Major historical works in Delhi sultanate
- Chachnama: A book written in Arabic by Ali Ahmed which mentions the Arab invasion of Sindh.
- Tarikh Sindh or Tarikh Masumi: – Author Mir-Muhammad Masoom. History from the conquest of the Arabs to the reign of Akbar.
- Kitabul Yamini: – Ulbi – This book describes the reign of Subuktagin and Ghaznavi.
- Zainul-Akhbar: – Abu Saeed – This book provides information about the history of Iran and the life of Mahmud Ghaznavi.
- Tarikh Masudi: Abul Fazl Muhammad bin Hussain Al Bahri – Information about Mahmud Ghaznavi is available.
- Tarikh-ul-Hind or Kitabul Hind or Tehkeke Hind: – Alberuni 11th century.
Nasiri: – History from Minhajuddin Siraj Muhammad Ghori to Nasiruddin Mahmud. Minhaj dedicated his work to Mahmud, the last ruler of the first Ilbari dynasty. In this book, Nasiruddin Mehmood has been described as the ideal Sultan of Delhi Sultanate. Minhaj was also made the chief qazi of Delhi. (Iltutmish)
Tarikh Ferozshahi: – Ziauddin Barani – Where Minhaj ends his history, his further history comes from the book of Barani. In it, information is received from the coronation of Balban to the sixth year of the rule of Feroze Tughlaq.
Fatwa-e-Jahandari: – Barani – In this book, Burney’s political thoughts are currents. Books of Amir Khusra: –
(1) Khazine-ul-Fatuh: – The first 15 years of the events of Alauddin are narrated.
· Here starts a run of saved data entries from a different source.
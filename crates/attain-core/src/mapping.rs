//! Weighted outcome mappings (CO -> PO, PO -> IO)
//!
//! A mapping is sparse: source outcome -> {target outcome: weight}. Only
//! strictly positive weights are stored, so a weight of 0 and a blank cell
//! both mean "no contribution".
//!
//! Mapping tables shared by several courses tag course outcomes with the
//! course they belong to: `COMP-101.CO-1` or `COMP-101.F24.CO-1`. Scoping
//! keeps the rows for one course (and semester, when tagged), strips the tag
//! and drops every other course's rows before any weights are used. When
//! rows overlap, `COMP-101.F24.CO-1` beats `COMP-101.CO-1` beats `CO-1`.

use std::collections::{BTreeMap, BTreeSet};

use serde::Serialize;
use tracing::warn;

use crate::error::{AttainError, ReferenceKind, Result};
use crate::outcome::{OutcomeId, OutcomeSet};
use crate::table::RawWeights;

/// Sparse source -> {target: weight} relation with positive weights only
#[derive(Debug, Clone, Default, PartialEq, Serialize)]
pub struct WeightedMapping {
    edges: BTreeMap<OutcomeId, BTreeMap<OutcomeId, f64>>,
}

impl WeightedMapping {
    pub fn new() -> Self {
        Self::default()
    }

    /// Add or replace one weight.
    ///
    /// Zero removes the entry; negative or non-finite weights are rejected.
    pub fn insert(&mut self, source: &str, target: &str, weight: f64) -> Result<()> {
        if !weight.is_finite() || weight < 0.0 {
            return Err(AttainError::invalid_weight(source, target, weight));
        }
        if weight == 0.0 {
            if let Some(row) = self.edges.get_mut(source) {
                row.remove(target);
                if row.is_empty() {
                    self.edges.remove(source);
                }
            }
            return Ok(());
        }
        self.edges
            .entry(source.to_string())
            .or_default()
            .insert(target.to_string(), weight);
        Ok(())
    }

    /// Builder-style [`insert`](Self::insert) for literal mappings
    pub fn with(mut self, source: &str, target: &str, weight: f64) -> Result<Self> {
        self.insert(source, target, weight)?;
        Ok(self)
    }

    pub fn weight(&self, source: &str, target: &str) -> Option<f64> {
        self.edges.get(source)?.get(target).copied()
    }

    /// Every source outcome with at least one positive weight
    pub fn sources(&self) -> impl Iterator<Item = &str> {
        self.edges.keys().map(String::as_str)
    }

    /// Sources feeding `target`, with their weights
    pub fn contributions_to<'a>(&'a self, target: &'a str) -> impl Iterator<Item = (&'a str, f64)> {
        self.edges
            .iter()
            .filter_map(move |(source, row)| row.get(target).map(|w| (source.as_str(), *w)))
    }

    pub fn is_empty(&self) -> bool {
        self.edges.is_empty()
    }

    /// Number of stored (source, target) weights
    pub fn len(&self) -> usize {
        self.edges.values().map(BTreeMap::len).sum()
    }
}
//! Attain - outcome attainment rollup CLI
//!
//! Scores gradebook exports against course outcomes and rolls the results
//! up to program and institutional outcomes through weighted mappings.

mod cli;
mod commands;

use std::env;
use std::process::ExitCode;
use std::time::Instant;

use clap::error::ErrorKind;
use clap::Parser;

use attain_core::error::{AttainError, ExitCode as AttainExitCode};
use attain_core::format::OutputFormat;
use attain_core::logging;
use cli::Cli;

fn main() -> ExitCode {
    let start = Instant::now();

    let cli = match Cli::try_parse() {
        Ok(cli) => cli,
        // The parse failed, so `cli.format` is unknown; look at argv instead
        Err(err) if json_requested(env::args().skip(1)) => {
            return report(&parse_error(err), OutputFormat::Json, false);
        }
        Err(err) => err.exit(),
    };

    if let Err(e) = logging::init_tracing(cli.verbose, cli.log_level.as_deref(), cli.log_json) {
        eprintln!("Warning: Failed to initialize logging: {}", e);
    }
    tracing::debug!(elapsed = ?start.elapsed(), "parse_args");

    match commands::dispatch::run(&cli, start) {
        Ok(()) => ExitCode::from(AttainExitCode::Success as u8),
        Err(e) => report(&e, cli.format, cli.quiet),
    }
}

/// Print `error` for the operator and turn it into the process exit code
fn report(error: &AttainError, format: OutputFormat, quiet: bool) -> ExitCode {
    match format {
        OutputFormat::Json => eprintln!("{}", error.to_json()),
        OutputFormat::Human if !quiet => eprintln!("error: {}", error),
        OutputFormat::Human => {}
    }
    ExitCode::from(error.exit_code() as u8)
}

/// Classify a clap failure. Help and version requests exit right here.
fn parse_error(err: clap::Error) -> AttainError {
    match err.kind() {
        ErrorKind::DisplayHelp | ErrorKind::DisplayVersion => err.exit(),
        ErrorKind::ValueValidation
        | ErrorKind::InvalidValue
        | ErrorKind::InvalidSubcommand
        | ErrorKind::UnknownArgument
        | ErrorKind::MissingRequiredArgument
        | ErrorKind::ArgumentConflict => AttainError::UsageError(err.to_string()),
        _ => AttainError::Other(err.to_string()),
    }
}

/// Whether `--format json` (or `--format=json`) appears anywhere in `args`
fn json_requested(args: impl Iterator<Item = String>) -> bool {
    let args: Vec<String> = args.collect();
    args.iter().any(|a| a == "--format=json")
        || args.windows(2).any(|w| w[0] == "--format" && w[1] == "json")
}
(2) Kiran-us-Sardon: – It describes the union of Bugra Khan and his son Kaikubad.
(3) Mifta-ul-Fatuh: – It describes the military operations of Jalaluddin Khilji.
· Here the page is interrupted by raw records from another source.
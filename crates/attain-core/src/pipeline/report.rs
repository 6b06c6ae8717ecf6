//! Run and section results

use std::path::PathBuf;

use chrono::{DateTime, Utc};
use serde::Serialize;

use super::{SectionKey, Stage};
use crate::criteria::ResolutionReport;
use crate::error::ExitCode;
use crate::mapping::MappingReport;
use crate::outcome::OutcomeId;
use crate::rollup::RollupAudit;
use crate::score::ScoreTable;
use crate::table::StudentId;

/// One level's reporting table plus what was skipped building it
#[derive(Debug, Clone, Serialize)]
pub struct LevelReport {
    /// Rounded to the run's precision
    pub table: ScoreTable,
    #[serde(skip_serializing_if = "Option::is_none")]
    pub mapping: Option<MappingReport>,
    #[serde(skip_serializing_if = "Option::is_none")]
    pub audit: Option<RollupAudit>,
}

/// Everything a successful section produced
#[derive(Debug, Clone, Serialize)]
pub struct CompletedSection {
    #[serde(rename = "course_outcomes")]
    pub course: LevelReport,
    #[serde(rename = "program_outcomes", skip_serializing_if = "Option::is_none")]
    pub program: Option<LevelReport>,
    #[serde(rename = "institution_outcomes", skip_serializing_if = "Option::is_none")]
    pub institution: Option<LevelReport>,
    pub resolution: ResolutionReport,
    /// (student, outcome) cells with no contributing grade
    pub insufficient: Vec<(StudentId, OutcomeId)>,
    /// CSV tables written
    pub files: Vec<PathBuf>,
    /// Score rows stored in the database
    pub stored_rows: usize,
}

impl CompletedSection {
    /// Available levels, course first
    pub fn levels(&self) -> impl Iterator<Item = &LevelReport> {
        std::iter::once(&self.course)
            .chain(self.program.as_ref())
            .chain(self.institution.as_ref())
    }
}

#[derive(Debug, Clone, Serialize)]
#[serde(tag = "status", rename_all = "snake_case")]
pub enum SectionOutcome {
    Completed(Box<CompletedSection>),
    Skipped {
        stage: Stage,
        reason: String,
        error_type: String,
    },
}

#[derive(Debug, Clone, Serialize)]
pub struct SectionResult {
    #[serde(flatten)]
    pub key: SectionKey,
    #[serde(flatten)]
    pub outcome: SectionOutcome,
}

impl SectionResult {
    pub fn completed(&self) -> Option<&CompletedSection> {
        match &self.outcome {
            SectionOutcome::Completed(section) => Some(section),
            SectionOutcome::Skipped { .. } => None,
        }
    }

    pub fn is_skipped(&self) -> bool {
        matches!(self.outcome, SectionOutcome::Skipped { .. })
    }
}

/// Outcome of a whole run
#[derive(Debug, Clone, Serialize)]
pub struct RunReport {
    pub started_at: DateTime<Utc>,
    pub finished_at: DateTime<Utc>,
    #[serde(skip_serializing_if = "Option::is_none")]
    pub run_id: Option<i64>,
    pub sections: Vec<SectionResult>,
}

impl RunReport {
    pub fn completed_count(&self) -> usize {
        self.sections.iter().filter(|s| !s.is_skipped()).count()
    }

    pub fn skipped_count(&self) -> usize {
        self.sections.iter().filter(|s| s.is_skipped()).count()
    }

    /// Success while at least one section completed
    pub fn exit_code(&self) -> ExitCode {
        if self.completed_count() == 0 {
            ExitCode::Data
        } else {
            ExitCode::Success
        }
    }
}

#[cfg(test)]
mod tests {
    use super::*;

    fn skipped(section: &str) -> SectionResult {
        SectionResult {
            key: SectionKey::new("COMP-101", "S24", section),
            outcome: SectionOutcome::Skipped {
                stage: Stage::LoadGrades,
                reason: "file not found: g.csv".into(),
                error_type: "file_not_found".into(),
            },
        }
    }

    #[test]
    fn test_all_skipped_is_data_error() {
        let now = Utc::now();
        let report = RunReport {
            started_at: now,
            finished_at: now,
            run_id: None,
            sections: vec![skipped("001"), skipped("002")],
        };
        assert_eq!(report.skipped_count(), 2);
        assert_eq!(report.exit_code(), ExitCode::Data);
    }

    #[test]
    fn test_skipped_section_json_shape() {
        let json = serde_json::to_value(skipped("001")).unwrap();
        assert_eq!(json["status"], "skipped");
        assert_eq!(json["stage"], "LOAD_GRADES");
        assert_eq!(json["course"], "COMP-101");
        assert_eq!(json["section"], "001");
    }
}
(4) The story of Ishqiya Ashika or Khizr Khan and Deval Rani: – This book mentions the love between Deval Rani, daughter of King Karna of Gujarat, and Khizr Khan, son of Alauddin. This book was written by Amir Khusra at the behest of Khizr Khan. It is also found in this book that Amir Khusro himself was imprisoned by the Mongols.
(5) Noor Sipihara: – Information about the time of Mubarak Khilji.
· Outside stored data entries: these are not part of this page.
//! Per-student outcome profile across every written section
//!
//! Reads back the score tables of a results directory, or the score
//! database, and collects one student's row per section, keyed by the
//! `<course>_<semester>_<section>` prefix of the table file name.

use std::collections::BTreeMap;
use std::path::Path;

use serde::Serialize;
use tracing::{debug, warn};
use walkdir::WalkDir;

use crate::error::{AttainError, Result};
use crate::outcome::{Level, OutcomeId};
use crate::sink::{section_prefix, ScoreDatabase, STUDENT_ID_HEADER};
use crate::table::{StudentId, Table};

/// One student's scores per section table
#[derive(Debug, Clone, Default, PartialEq, Serialize)]
pub struct StudentProfile {
    pub student_id: StudentId,
    pub level: Option<Level>,
    /// Section file prefix -> outcome -> score
    pub sections: BTreeMap<String, BTreeMap<OutcomeId, f64>>,
}

impl StudentProfile {
    pub fn is_empty(&self) -> bool {
        self.sections.is_empty()
    }
}

/// Collect `student_id`'s scores at `level` from every table under `dir`.
///
/// Unreadable tables are logged and skipped. A student found in no table
/// gets an empty profile.
pub fn collect_profile(dir: &Path, student_id: &str, level: Level) -> Result<StudentProfile> {
    if !dir.is_dir() {
        return Err(AttainError::FileNotFound(dir.to_path_buf()));
    }
    let suffix = format!("_{}_outcomes.csv", level.as_str());
    let student_id = student_id.trim();

    let mut profile = StudentProfile {
        student_id: student_id.to_string(),
        level: Some(level),
        sections: BTreeMap::new(),
    };

    for entry in WalkDir::new(dir)
        .follow_links(true)
        .sort_by_file_name()
        .into_iter()
        .filter_map(|e| e.ok())
    {
        let name = entry.file_name().to_string_lossy();
        let Some(prefix) = name.strip_suffix(suffix.as_str()) else {
            continue;
        };
        let table = match Table::read(entry.path()) {
            Ok(table) => table,
            Err(err) => {
                warn!(path = %entry.path().display(), error = %err, "skipping unreadable table");
                continue;
            }
        };
        if let Some(scores) = student_row(&table, student_id) {
            profile.sections.insert(prefix.to_string(), scores);
        }
    }

    debug!(student = %student_id, sections = profile.sections.len(), "profile_collected");
    Ok(profile)
}

/// Collect `student_id`'s scores at `level` from a score database.
///
/// Each section reports the newest run that recorded this student.
pub fn profile_from_database(
    database: &Path,
    student_id: &str,
    level: Level,
) -> Result<StudentProfile> {
    if !database.is_file() {
        return Err(AttainError::FileNotFound(database.to_path_buf()));
    }
    let db = ScoreDatabase::open(database)?;
    let student_id = student_id.trim();

    let mut profile = StudentProfile {
        student_id: student_id.to_string(),
        level: Some(level),
        sections: BTreeMap::new(),
    };
    let mut newest_run: BTreeMap<String, i64> = BTreeMap::new();
    for stored in db.student_scores(student_id, level)? {
        let prefix = section_prefix(&stored.key);
        let run = *newest_run.entry(prefix.clone()).or_insert(stored.run_id);
        if run != stored.run_id {
            continue;
        }
        profile
            .sections
            .entry(prefix)
            .or_default()
            .insert(stored.outcome, stored.score);
    }

    debug!(student = %student_id, sections = profile.sections.len(), "profile_loaded");
    Ok(profile)
}

/// The student's defined scores in one table, if the student is listed
fn student_row(table: &Table, student_id: &str) -> Option<BTreeMap<OutcomeId, f64>> {
    let Some(id_col) = table.column_index(STUDENT_ID_HEADER) else {
        warn!(location = %table.location(), "table has no student id column");
        return None;
    };
    let row = table
        .rows()
        .iter()
        .find(|row| Table::cell(row, id_col) == student_id)?;

    Some(
        table
            .headers()
            .iter()
            .enumerate()
            .filter(|(i, _)| *i != id_col)
            .filter_map(|(i, outcome)| {
                let value = Table::cell(row, i).parse::<f64>().ok()?;
                Some((outcome.clone(), value))
            })
            .collect(),
    )
}

#[cfg(test)]
mod tests {
    use super::*;
    use std::fs;
    use tempfile::tempdir;

    #[test]
    fn test_collects_across_courses() {
        let dir = tempdir().unwrap();
        fs::write(
            dir.path().join("COMP-101_S24_001_course_outcomes.csv"),
            "Student ID,CO-1,CO-2\n1001,5.00,\n1002,3.00,4.00\nClass Average,4.00,4.00\n",
        )
        .unwrap();
        fs::create_dir(dir.path().join("nested")).unwrap();
        fs::write(
            dir.path().join("nested/MATH-201_S24_002_course_outcomes.csv"),
            "Student ID,CO-1\n1001,2.00\n",
        )
        .unwrap();
        fs::write(
            dir.path().join("COMP-101_S24_001_program_outcomes.csv"),
            "Student ID,PO-1\n1001,4.50\n",
        )
        .unwrap();

        let profile = collect_profile(dir.path(), "1001", Level::Course).unwrap();
        assert_eq!(profile.sections.len(), 2);
        let comp = &profile.sections["COMP-101_S24_001"];
        assert_eq!(comp["CO-1"], 5.0);
        // Blank cells are undefined, not zero
        assert!(!comp.contains_key("CO-2"));
        assert_eq!(profile.sections["MATH-201_S24_002"]["CO-1"], 2.0);

        let program = collect_profile(dir.path(), "1001", Level::Program).unwrap();
        assert_eq!(program.sections["COMP-101_S24_001"]["PO-1"], 4.5);
    }

    #[test]
    fn test_unknown_student_has_empty_profile() {
        let dir = tempdir().unwrap();
        fs::write(
            dir.path().join("COMP-101_S24_001_course_outcomes.csv"),
            "Student ID,CO-1\n1001,5.00\n",
        )
        .unwrap();
        let profile = collect_profile(dir.path(), "9999", Level::Course).unwrap();
        assert!(profile.is_empty());
    }

    #[test]
    fn test_database_profile_uses_newest_run() {
        use crate::outcome::OutcomeSet;
        use crate::pipeline::SectionKey;
        use crate::score::{ScoreRow, ScoreTable};
        use chrono::Utc;

        let table = |score: f64| {
            let outcomes = OutcomeSet::new(Level::Course, ["CO-1"]);
            let row: ScoreRow = [("CO-1".to_string(), score)].into_iter().collect();
            ScoreTable::with_class_mean(&outcomes, [("1001".to_string(), row)].into_iter().collect())
        };
        let dir = tempdir().unwrap();
        let path = dir.path().join("attain.db");
        {
            let mut db = ScoreDatabase::open(&path).unwrap();
            let comp = SectionKey::new("COMP-101", "S24", "001");
            let math = SectionKey::new("MATH-201", "S24", "002");
            let first = db.begin_run(Utc::now(), "a.toml").unwrap();
            db.record_section(first, &comp, &[&table(2.0)], "Class Average", 2)
                .unwrap();
            db.record_section(first, &math, &[&table(4.0)], "Class Average", 2)
                .unwrap();
            let second = db.begin_run(Utc::now(), "b.toml").unwrap();
            db.record_section(second, &comp, &[&table(5.0)], "Class Average", 2)
                .unwrap();
        }

        let profile = profile_from_database(&path, "1001", Level::Course).unwrap();
        assert_eq!(profile.sections["COMP-101_S24_001"]["CO-1"], 5.0);
        assert_eq!(profile.sections["MATH-201_S24_002"]["CO-1"], 4.0);

        let program = profile_from_database(&path, "1001", Level::Program).unwrap();
        assert!(program.is_empty());
        assert!(matches!(
            profile_from_database(&dir.path().join("none.db"), "1001", Level::Course),
            Err(AttainError::FileNotFound(_))
        ));
    }

    #[test]
    fn test_missing_directory() {
        let dir = tempdir().unwrap();
        let err = collect_profile(&dir.path().join("none"), "1001", Level::Course).unwrap_err();
        assert!(matches!(err, AttainError::FileNotFound(_)));
    }
}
(6) Tughlakanama: – This book describes the victories of Ghiyasuddin Tughlaq etc.
(7) Futuh-us-Salatin: – Khwaja Abubakr Izami – This book has severely criticized the religious policy of Muhammad Tughlaq. The book is dedicated to Bahman Shah, the founder (ruler) of the Bahmani dynasty.
(8) Kitabul Rehla: – Ibn Batuta’s travelogue in the Arabic language. This book mentions the politics and social conditions of India from 1333 to 42 AD. Ibn Batuta was also appointed Qazi of Delhi sultanate by Muhammad Tughlaq. It was also sent as ambassador to China in 1342 but could not reach there.
(9) Date-Firoz Shahi: – Shamsheiraj opium
(10) Fatuhate Feroz Shahi: – Firoz Tughlaq
(11) Date Date Mubarak Shahi: – Yehia bin Ahmed Sirhindi – It is dedicated to Mubarak Shah, ruler of the Sayyid dynasty.
(12) Gulrukhi: – Sikander Lodi wrote poems in Persian under the name of Gulrukh.
book of Delhi sultanate
(1) Dulayle Firozshahi: – Translated from Sanskrit to Persian by Anjuddin Khalid Khani, book in the time of Feroze Tughlaq. It is related to astrology.
(2) Tibbe or Farhge Sikandri: – Wazir Mian Bhua of Sikandar Lodi followed Sanskrit to Persian. This book is related to medical science.